The development occurs as MIMECAST has detailed a massive qualification harvesting campaign targeting hospitality industry experts, impersonating Expedia Partner Central and Cloudbeds, a trusted hotel management platform that claims to be guest booking confirmations and partner central notifications.
“The harvesting operations of this qualification take advantage of the routine nature of hotel booking communications,” the company said. “The campaign employs an urgent business critical subject line designed to encourage immediate action from hotel managers and staff.”
The findings also steal Microsoft login credentials and side step MFA, following the discovery of an ongoing campaign that adopted the provision of a newfound phishing (PHAAS) called SALTY 2FA, and organize SMS authentication, authentication apps, phones, notifications, backup codes, and hardware.
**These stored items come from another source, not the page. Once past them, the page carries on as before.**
//! # ToF Executable Parameters

// ------------------------------------------------------------------------------------------------
// IMPORTS
// ------------------------------------------------------------------------------------------------

use serde::Deserialize;

// ------------------------------------------------------------------------------------------------
// STRUCTS
// ------------------------------------------------------------------------------------------------

/// Parameters for the ToF executable, normally loaded from `params/tof_exec.toml`.
#[derive(Debug, Clone, Deserialize)]
#[serde(default)]
pub struct TofExecParams {
    /// The bus the sensor board is connected to.
    pub spi: SpiParams,

    /// Write every completed scan's point cloud into the session archive.
    pub save_clouds: bool,

    /// Number of frames of the calibrated sensor handed to the calibration feedback after an
    /// offset calibration is requested.
    pub calib_feedback_frames: u32,

    /// Overrides the built-in sensor mount table. Must contain exactly one entry per sensor, in
    /// sensor index order.
    pub mounts: Option<Vec<MountParams>>,
}

#[derive(Debug, Clone, Deserialize)]
#[serde(default)]
pub struct SpiParams {
    /// SPI bus number, i.e. the `X` in `/dev/spidevX.Y`.
    pub bus: u8,

    /// Slave select line, i.e. the `Y` in `/dev/spidevX.Y`.
    pub slave_select: u8,

    /// Units: hertz
    pub clock_hz: u32,
}

/// Where and how a single sensor is mounted on the robot.
#[derive(Debug, Clone, Deserialize)]
pub struct MountParams {
    /// Orientation of the sensor, one of 1, 2, 3 or 4.
    pub mode: u8,

    /// Position of the sensor relative to the robot origin.
    ///
    /// Units: millimeters
    pub x_mm: f64,
    pub y_mm: f64,

    /// Heading of the sensor relative to the robot.
    ///
    /// Units: degrees
    pub heading_deg: f64,

    /// Vertical tilt of the sensor relative to the ground.
    ///
    /// Units: degrees
    pub vertical_deg: f64,

    /// Units: millimeters
    pub height_mm: f64,
}

// ------------------------------------------------------------------------------------------------
// IMPLS
// ------------------------------------------------------------------------------------------------

impl Default for TofExecParams {
    fn default() -> Self {
        Self {
            spi: SpiParams::default(),
            save_clouds: false,
            calib_feedback_frames: 10,
            mounts: None,
        }
    }
}

impl Default for SpiParams {
    fn default() -> Self {
        Self {
            bus: 0,
            slave_select: 0,
            clock_hz: 32_000_000,
        }
    }
}

// ------------------------------------------------------------------------------------------------
// TESTS
// ------------------------------------------------------------------------------------------------

#[cfg(test)]
mod test {
    use super::*;

    #[test]
    fn test_defaults() -> Result<(), util::params::LoadError> {
        let params: TofExecParams = util::params::from_str("")?;

        assert_eq!(params.spi.bus, 0);
        assert_eq!(params.spi.clock_hz, 32_000_000);
        assert!(!params.save_clouds);
        assert!(params.mounts.is_none());

        Ok(())
    }

    #[test]
    fn test_mount_override() -> Result<(), util::params::LoadError> {
        let params: TofExecParams = util::params::from_str(
            r#"
            save_clouds = true

            [spi]
            clock_hz = 16000000

            [[mounts]]
            mode = 3
            x_mm = 10.0
            y_mm = -10.0
            heading_deg = 45.0
            vertical_deg = -5.0
            height_mm = 300.0
            "#,
        )?;

        assert!(params.save_clouds);
        assert_eq!(params.spi.clock_hz, 16_000_000);
        assert_eq!(params.spi.slave_select, 0);

        let mounts = params.mounts.unwrap_or_default();
        assert_eq!(mounts.len(), 1);
        assert_eq!(mounts[0].mode, 3);
        assert_eq!(mounts[0].heading_deg, 45.0);

        Ok(())
    }
}
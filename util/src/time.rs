//! General time utility functions

use chrono;

/// Number of nanoseconds in a second
pub const NANOS_PER_SECOND: i64 = 1_000_000_000;

/// Convert a duration into a number of seconds, or `None` if overflow
pub fn duration_to_seconds(duration: chrono::Duration) -> Option<f64> {
    duration
        .num_nanoseconds()
        .map(|ns| ns as f64 / NANOS_PER_SECOND as f64)
}

#[cfg(test)]
mod test {
    use super::*;

    #[test]
    fn test_duration_to_seconds() {
        assert_eq!(duration_to_seconds(chrono::Duration::milliseconds(1500)), Some(1.5));
        assert_eq!(duration_to_seconds(chrono::Duration::zero()), Some(0.0));
        assert_eq!(duration_to_seconds(chrono::Duration::max_value()), None);
    }
}
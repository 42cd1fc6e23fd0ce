//! # Equipment Interface
//!
//! This module defines the interface structures which are exchanged with equipment.

// -----------------------------------------------------------------------------------------------
// MODULES
// -----------------------------------------------------------------------------------------------

pub mod tof;
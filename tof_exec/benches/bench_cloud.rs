//! # Point Cloud Benchmark

use criterion::{black_box, criterion_group, criterion_main, Criterion};

use comms_if::eqpt::tof::{RawFrame, RobotPose, TOF_XS};
use tof_lib::{
    calib::AngleTables,
    cloud::{projection::project_frame, scan::MAX_POINTS},
    mount::MountTable,
};

fn cloud_benchmark(c: &mut Criterion) {
    // ---- Angle tables ----

    c.bench_function("AngleTables::new", |b| {
        b.iter(|| AngleTables::new().unwrap())
    });

    // ---- Projection ----

    let tables = AngleTables::new().unwrap();
    let mounts = MountTable::default();
    let mount = mounts.get(2).unwrap();

    // A sloped floor with some holes, so that the neighbourhood filter has work to do
    let mut frame = RawFrame::new(2, RobotPose::default());
    for (i, d) in frame.depth_mut().iter_mut().enumerate() {
        let (x, y) = (i % TOF_XS, i / TOF_XS);
        *d = if (x * 7 + y * 13) % 11 == 0 {
            0
        } else {
            (400 + y * 20 + x) as u16
        };
    }

    let mut points = Vec::with_capacity(MAX_POINTS);

    c.bench_function("project_frame", |b| {
        b.iter(|| {
            points.clear();
            project_frame(
                black_box(frame.depth()),
                &tables,
                mount,
                (0.0, 0.0),
                &mut points,
            )
        })
    });
}

criterion_group!(benches, cloud_benchmark);
criterion_main!(benches);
Attack chains are notable for leveraging services like AHA (.) IO to deceive email recipients, click fake links that redirect them to the qualification harvest page, and stage the initial landing page to trick email recipients, click on fake links that redirect them to the qualification harvest page, and then complete the CloudFlare TurnStile validation check to filter automated security tools and sandboxes.
The phishing page also includes known security vendor IP address ranges and other advanced features such as geofencing and IP filtering that block traffic from cloud providers. Incorporating these methods, the ultimate goal is to complicate the analytical effort.
These findings show how phishing attacks have matured into enterprise-grade operations. This makes it difficult to draw on advanced evasion tactics and persuasive MFA simulations, leverage trustworthy platforms, mimic the corporate portal to distinguish between real and fraudulent activities.
“The phishing kit implements dynamic branding capabilities to improve the effectiveness of social engineering,” Ontinue said. “Technical analysis shows that malicious infrastructure maintains a corporate theme database that automatically customizes rogue login interfaces based on the victim’s email domain.”
“Salty2FA shows how cybercriminals now approach infrastructure in the same systematic plan that companies use for their own systems. What is particularly concerning this is how these technologies blur the line between legitimate and malicious traffic.”